** INFORMATION SUPPLIED follows **

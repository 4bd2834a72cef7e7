use clap::{Parser, Subcommand};
use color_eyre::eyre::Result;
use grazescale::{
    Analysis, LivestockAnalyzer, LivestockDetector, PrecomputedMaskDetector, Species,
};
use grazescale_cli::{CliConfig, CliError};
use std::path::{Path, PathBuf};
use tracing::info;
use tracing_subscriber::{self, EnvFilter};

#[derive(Parser)]
#[command(author, version, about, long_about = None)]
struct Cli {
    #[command(subcommand)]
    command: Commands,
}

#[derive(Subcommand)]
enum Commands {
    /// Measure the animal in a photo and print the result as JSON
    Analyze {
        /// Path to the photo
        #[arg(short, long)]
        image: PathBuf,
        /// Real-world area of the reference object; enables cm and weight fields
        #[arg(short, long)]
        reference_area: Option<f64>,
        /// TOML or JSON configuration file
        #[arg(short, long)]
        config: Option<PathBuf>,
        /// Precomputed segmentation mask (same size as the photo)
        #[arg(long)]
        mask: Option<PathBuf>,
        /// Species label for the precomputed mask
        #[arg(long, default_value = "cow")]
        species: String,
        /// Confidence attached to the precomputed mask
        #[arg(long, default_value = "1.0")]
        confidence: f32,
        /// YOLOv8-seg ONNX model (overrides the config's [model] path)
        #[arg(long)]
        model: Option<PathBuf>,
        /// Minimum detection confidence (overrides the config value)
        #[arg(long)]
        confidence_threshold: Option<f32>,
        /// Also write the measured outline as GeoJSON
        #[arg(long)]
        outline: Option<PathBuf>,
        /// Pretty-print the JSON result
        #[arg(long)]
        pretty: bool,
    },
    /// Print the JSON schema of the analysis output
    Schema {
        /// Print the configuration file schema instead
        #[arg(long)]
        config: bool,
    },
    /// List the species the analyzer accepts
    Species,
}

fn main() -> Result<()> {
    color_eyre::install()?;

    tracing_subscriber::fmt()
        .with_env_filter(
            EnvFilter::try_from_default_env()
                .unwrap_or_else(|_| EnvFilter::new("info"))
        )
        .with_writer(std::io::stderr)
        .init();

    let cli = Cli::parse();

    match cli.command {
        Commands::Analyze {
            image,
            reference_area,
            config,
            mask,
            species,
            confidence,
            model,
            confidence_threshold,
            outline,
            pretty,
        } => {
            let mut config = match config {
                Some(path) => CliConfig::from_file(&path)?,
                None => CliConfig::default(),
            };
            if let Some(threshold) = confidence_threshold {
                config.analyzer.confidence_threshold = threshold;
            }
            let reference = config.reference_area(reference_area)?;

            let detector = build_detector(&config, mask.as_deref(), &species, confidence, model)?;
            let analyzer = LivestockAnalyzer::from_config(detector, &config.analyzer);

            info!(path = %image.display(), calibrated = reference.is_some(), "analyzing photo");
            let report = analyzer.analyze_file_detailed(&image, reference)?;
            if let Some(path) = outline {
                report.save_geojson(&path)?;
                info!(path = %path.display(), "wrote outline");
            }
            print_json(&report.analysis, pretty)?;
        }
        Commands::Schema { config } => {
            let schema = if config {
                serde_json::to_value(schemars::schema_for!(CliConfig))?
            } else {
                serde_json::to_value(Analysis::schema())?
            };
            println!("{}", serde_json::to_string_pretty(&schema)?);
        }
        Commands::Species => {
            for name in Species::names() {
                let species = Species::parse(name)?;
                println!("{name}\t(COCO class {})", species.coco_class());
            }
        }
    }

    Ok(())
}

fn build_detector(
    config: &CliConfig,
    mask: Option<&Path>,
    species: &str,
    confidence: f32,
    model: Option<PathBuf>,
) -> Result<Box<dyn LivestockDetector>, CliError> {
    if let Some(mask) = mask {
        let species = Species::parse(species)?;
        info!(path = %mask.display(), %species, "using precomputed mask");
        return Ok(Box::new(PrecomputedMaskDetector::from_path(mask, species, confidence)?));
    }

    let model_config = match model {
        Some(path) => {
            let mut model_config = config.analyzer.model.clone().unwrap_or_else(|| grazescale::ModelConfig {
                path: path.clone(),
                inference: Default::default(),
            });
            model_config.path = path;
            Some(model_config)
        }
        None => config.analyzer.model.clone(),
    };

    match model_config {
        #[cfg(feature = "onnx")]
        Some(model_config) => Ok(Box::new(grazescale::YoloSegDetector::new(
            &model_config.path,
            model_config.inference,
        )?)),
        #[cfg(not(feature = "onnx"))]
        Some(model_config) => {
            tracing::warn!(path = %model_config.path.display(), "built without the `onnx` feature, model ignored");
            Err(CliError::NoDetector)
        }
        None => Err(CliError::NoDetector),
    }
}

fn print_json(analysis: &Analysis, pretty: bool) -> Result<()> {
    let output = if pretty {
        serde_json::to_string_pretty(analysis)?
    } else {
        serde_json::to_string(analysis)?
    };
    println!("{output}");
    Ok(())
}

** End of INFORMATION SUPPLIED **

- [TASK TO COMPLETE] Please copy the lines above from the line with "outline as GeoJSON" up to and including the line with "tracing_subscriber::fmt()", exactly as written and with nothing else.

- [FINISHED EXERCISE]
        /// Also write the measured outline as GeoJSON
        #[arg(long)]
        outline: Option<PathBuf>,
        /// Pretty-print the JSON result
        #[arg(long)]
        pretty: bool,
    },
    /// Print the JSON schema of the analysis output
    Schema {
        /// Print the configuration file schema instead
        #[arg(long)]
        config: bool,
    },
    /// List the species the analyzer accepts
    Species,
}

fn main() -> Result<()> {
    color_eyre::install()?;

    tracing_subscriber::fmt()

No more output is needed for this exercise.